Oui bien sûr on fait de belles rencontres. Mais chaque livre est une rencontre avec une personne chaque fois différente. Avec le métier d’éditeur, j’ai appris à prendre l’autre comme il est et à ne jamais juger les auteurs même lorsqu’ils ne sont pas très agréables avec moi. Si bizarre que cela puisse paraître l’édition m’a amené à une certaine forme de sagesse et de compréhension de l’autre.
Une anecdote : Un soir après un salon, sans doute sous le coup de la fatigue, j’appelle un auteur pour lui annoncer que je suis preneur de son livre. En fait je me trompe de numéro, et je rappelle un auteur qui m’avait appelé deux jours auparavant pour avoir des nouvelles de son manuscrit. Je lui dis que je suis d’accord de le publier et, après m’avoir avoué sa joie, je me rends compte que je me suis trompé, et je ne peux faire marche arrière. Je pense qu’il eût été inhumain de lui dire en cinq minutes c’est d’accord, puis ensuite Oh désolé je me suis trompé d’interlocuteur.
Etre éditeur... Qu’est-ce que cela représente pour vous ? En symbolique ? En travail au quotidien ? Les belles choses et les moins agréables ?

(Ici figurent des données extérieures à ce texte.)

//! Preset locations.
//!
//! User presets live in `<config dir>/reparo/presets/`:
//!
//! - Linux: `~/.config/reparo/presets/`
//! - macOS: `~/Library/Application Support/reparo/presets/`
//! - Windows: `%APPDATA%\reparo\presets\`

use std::path::{Path, PathBuf};

use crate::error::ConfigError;
use crate::factory_presets::get_factory_preset;
use crate::preset::Preset;

const APP_NAME: &str = "reparo";
const PRESETS_SUBDIR: &str = "presets";

/// User preset directory. Falls back to `./reparo/presets` when the platform
/// has no config directory.
pub fn user_presets_dir() -> PathBuf {
    dirs::config_dir()
        .unwrap_or_else(|| PathBuf::from("."))
        .join(APP_NAME)
        .join(PRESETS_SUBDIR)
}

/// Create the user preset directory if missing and return it.
pub fn ensure_user_presets_dir() -> Result<PathBuf, ConfigError> {
    let dir = user_presets_dir();
    std::fs::create_dir_all(&dir).map_err(|e| ConfigError::create_dir(&dir, e))?;
    Ok(dir)
}

/// Locate a preset file.
///
/// `name` may be a path to an existing file, or a preset name (with or
/// without `.toml`) looked up in the user preset directory.
pub fn find_preset(name: &str) -> Option<PathBuf> {
    let path = PathBuf::from(name);
    if path.is_file() {
        return Some(path);
    }
    find_preset_in(&user_presets_dir(), name)
}

fn find_preset_in(dir: &Path, name: &str) -> Option<PathBuf> {
    let filename = if name.ends_with(".toml") {
        name.to_string()
    } else {
        format!("{name}.toml")
    };
    let candidate = dir.join(filename);
    candidate.is_file().then_some(candidate)
}

/// Resolve a preset by factory name, file path or user preset name, in
/// that order.
///
/// # Errors
///
/// [`ConfigError::PresetNotFound`] when nothing matches, or the load error of
/// the file that was found.
pub fn load_preset(name: &str) -> Result<Preset, ConfigError> {
    if let Some(preset) = get_factory_preset(name) {
        tracing::debug!(name, "using factory preset");
        return Ok(preset);
    }

    let path = find_preset(name).ok_or_else(|| ConfigError::PresetNotFound(name.to_string()))?;
    Preset::load(path)
}

/// Preset files in the user preset directory, sorted by path.
pub fn list_user_presets() -> Vec<PathBuf> {
    list_presets_in_dir(&user_presets_dir())
}

/// `.toml` files directly inside `dir`, sorted by path. Missing or unreadable
/// directories yield an empty list.
pub fn list_presets_in_dir(dir: &Path) -> Vec<PathBuf> {
    let Ok(entries) = std::fs::read_dir(dir) else {
        return Vec::new();
    };

    let mut presets: Vec<PathBuf> = entries
        .filter_map(Result::ok)
        .map(|entry| entry.path())
        .filter(|path| path.is_file() && path.extension().is_some_and(|ext| ext == "toml"))
        .collect();
    presets.sort();
    presets
}

/// File stem of a preset path.
///
/// ```rust
/// use reparo_config::preset_name_from_path;
///
/// assert_eq!(preset_name_from_path("/tmp/tape_hiss.toml").as_deref(), Some("tape_hiss"));
/// ```
pub fn preset_name_from_path(path: impl AsRef<Path>) -> Option<String> {
    path.as_ref()
        .file_stem()
        .and_then(|stem| stem.to_str())
        .map(str::to_string)
}

#[cfg(test)]
mod tests {
    use super::*;
    use tempfile::TempDir;

    #[test]
    fn test_user_presets_dir_layout() {
        let dir = user_presets_dir();
        assert!(dir.ends_with("reparo/presets"));
    }

    #[test]
    fn test_list_presets_in_dir() {
        let tmp = TempDir::new().unwrap();
        std::fs::write(tmp.path().join("b.toml"), "name = \"B\"").unwrap();
        std::fs::write(tmp.path().join("a.toml"), "name = \"A\"").unwrap();
        std::fs::write(tmp.path().join("notes.txt"), "").unwrap();

        let found = list_presets_in_dir(tmp.path());
        let names: Vec<_> = found.iter().filter_map(preset_name_from_path).collect();
        assert_eq!(names, vec!["a", "b"]);
    }

    #[test]
    fn test_list_missing_dir() {
        assert!(list_presets_in_dir(Path::new("/definitely/not/here")).is_empty());
    }

    #[test]
    fn test_find_preset_in() {
        let tmp = TempDir::new().unwrap();
        std::fs::write(tmp.path().join("room.toml"), "name = \"Room\"").unwrap();

        assert!(find_preset_in(tmp.path(), "room").is_some());
        assert!(find_preset_in(tmp.path(), "room.toml").is_some());
        assert!(find_preset_in(tmp.path(), "hall").is_none());
    }

    #[test]
    fn test_load_preset_factory_and_file() {
        assert_eq!(load_preset("master").unwrap().name, "Master");

        let tmp = TempDir::new().unwrap();
        let path = tmp.path().join("mine.toml");
        Preset::new("Mine").save(&path).unwrap();
        let loaded = load_preset(path.to_str().unwrap()).unwrap();
        assert_eq!(loaded.name, "Mine");

        assert!(matches!(
            load_preset("no_such_preset_anywhere"),
            Err(ConfigError::PresetNotFound(_))
        ));
    }
}
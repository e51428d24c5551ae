//! Note, key and scale detection.

use std::path::PathBuf;

use clap::Args;
use reparo_io::read_wav_channel;
use reparo_pitch::{
    Cancelled, DEFAULT_HOP, DEFAULT_WINDOW, Note, PitchDetector, detect_key, detect_scale,
};
use serde::Serialize;

use super::common::{interrupt_flag, window_bar, window_callback};

#[derive(Args)]
pub struct NotesArgs {
    /// Input WAV file
    #[arg(value_name = "INPUT")]
    input: PathBuf,

    /// Channel to analyze (zero-based)
    #[arg(long, default_value = "0")]
    channel: usize,

    /// Print the result as JSON on stdout
    #[arg(long)]
    json: bool,

    /// Analysis window in samples
    #[arg(long, default_value_t = DEFAULT_WINDOW)]
    window: usize,

    /// Hop between windows in samples
    #[arg(long, default_value_t = DEFAULT_HOP)]
    hop: usize,
}

#[derive(Serialize)]
struct NoteRecord<'a> {
    name: String,
    #[serde(flatten)]
    note: &'a Note,
}

#[derive(Serialize)]
struct NotesReport<'a> {
    file: String,
    channel: usize,
    sample_rate: u32,
    key: String,
    scale: Option<String>,
    notes: Vec<NoteRecord<'a>>,
}

pub fn run(args: NotesArgs) -> anyhow::Result<()> {
    let detector = PitchDetector::new(args.window, args.hop)?;
    let (buffer, spec) = read_wav_channel(&args.input, args.channel)?;

    let interrupted = interrupt_flag()?;
    let bar = window_bar(detector.window_count(buffer.len()))?;
    let result = detector.detect_with(&buffer, window_callback(&bar, &interrupted));
    let notes = match result {
        Ok(notes) => {
            bar.finish_and_clear();
            notes
        }
        Err(Cancelled) => {
            bar.abandon();
            anyhow::bail!("interrupted");
        }
    };

    let key = detect_key(&notes);
    let scale = detect_scale(&notes);
    tracing::info!(notes = notes.len(), %key, "detection finished");

    if args.json {
        let report = NotesReport {
            file: args.input.display().to_string(),
            channel: args.channel,
            sample_rate: spec.sample_rate,
            key: key.to_string(),
            scale: scale.map(|s| s.to_string()),
            notes: notes
                .iter()
                .map(|note| NoteRecord {
                    name: note.name(),
                    note,
                })
                .collect(),
        };
        println!("{}", serde_json::to_string_pretty(&report)?);
        return Ok(());
    }

    println!("File:    {} (channel {})", args.input.display(), args.channel);
    println!("Notes:   {}", notes.len());
    for note in &notes {
        println!(
            "  {:>8.3}s - {:>8.3}s  {:<4} {:+4} cents  {:>7.1} Hz  level {:.3}",
            note.start_time,
            note.end_time,
            note.name(),
            note.cents,
            note.frequency,
            note.amplitude
        );
    }
    println!("Key:     {key}");
    println!(
        "Scale:   {}",
        scale.map_or_else(|| "Unknown".to_string(), |s| s.to_string())
    );

    Ok(())
}
//! Mains hum removal.

use crate::{Biquad, BiquadCoefficients, Repair, SampleBuffer};

/// Single forward notch at the mains frequency.
///
/// Q is `frequency / bandwidth_hz`. The filter runs once, forward only, so
/// it carries the phase shift of one biquad section.
///
/// A frequency outside (0, Nyquist) or a non-positive bandwidth leaves the
/// buffer untouched.
///
/// # Example
///
/// ```rust
/// use reparo_core::{DeHum, Repair, SampleBuffer};
///
/// let europe = DeHum { frequency: 50.0, bandwidth_hz: 10.0 };
/// let input = SampleBuffer::silence(1024, 48000.0);
/// assert_eq!(europe.apply(&input).len(), 1024);
/// ```
#[derive(Debug, Clone, Copy, PartialEq)]
pub struct DeHum {
    /// Notch center frequency in Hz.
    pub frequency: f32,
    /// Notch width in Hz.
    pub bandwidth_hz: f32,
}

impl Default for DeHum {
    fn default() -> Self {
        Self {
            frequency: 60.0,
            bandwidth_hz: 10.0,
        }
    }
}

impl DeHum {
    /// Notch coefficients for `sample_rate`, or `None` when the parameters
    /// cannot produce a finite filter.
    pub fn coefficients(&self, sample_rate: f32) -> Option<BiquadCoefficients> {
        if self.bandwidth_hz <= 0.0 {
            return None;
        }
        BiquadCoefficients::notch(
            self.frequency,
            self.frequency / self.bandwidth_hz,
            sample_rate,
        )
    }

    /// A filter section ready to be passed to [`apply_with_state`](Self::apply_with_state).
    pub fn filter(&self, sample_rate: f32) -> Option<Biquad> {
        self.coefficients(sample_rate).map(Biquad::new)
    }

    /// Run `input` through `filter`, keeping its delay line for the next call.
    pub fn apply_with_state(&self, input: &SampleBuffer, filter: &mut Biquad) -> SampleBuffer {
        let mut output = input.clone();
        filter.process_slice(output.samples_mut());
        output
    }
}

impl Repair for DeHum {
    fn name(&self) -> &'static str {
        "dehum"
    }

    fn apply(&self, input: &SampleBuffer) -> SampleBuffer {
        if input.is_empty() {
            return input.clone();
        }

        match self.filter(input.sample_rate()) {
            Some(mut filter) => self.apply_with_state(input, &mut filter),
            None => {
                #[cfg(feature = "tracing")]
                tracing::warn!(
                    frequency = self.frequency,
                    bandwidth = self.bandwidth_hz,
                    sample_rate = input.sample_rate(),
                    "dehum: notch out of range, buffer left unchanged"
                );
                input.clone()
            }
        }
    }
}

Symboliquement être éditeur est formidable.
Chercher une voie en poésie ou écrire un roman découle de la grâce de l’inspiration. Et c’est à cela que je donne vie, à cette grâce.
Bien sûr, il a des côtés ingrats comme aller à la Poste, porter des cartons, classer, faire des factures, se faire payer ; etc. Un éditeur célèbre a dit un jour : « Etre éditeur c’est porter des cartons et faire des crédits. ». C’est vous dire...
Et nous en arrivons peut-être à la fin, n’hésitez pas si j’ai oublié d’aborder quelque chose d’important. Avant de nous saluer, n’oubliez pas de me dire quels sont vos projets, pour la maison, pour les parutions à venir.
Pour les projets, j’ai une grande confiance dans les directeurs de collection. Les livres arrivent au fil de l’eau, je me laisse guider par ce que je ressens journellement. Je continue à donner vie à des livres écrits par des personnes différentes comme les autistes ou autres. Je vais ouvrir davantage la maison d’édition à des ouvrages de spiritualité. Je ne sais pas si c’est un défaut ou une qualité ou tout simplement un trait de caractère, mais je me laisse guider par ce que je reçois comme si cette confiance était une source d’inspiration constante.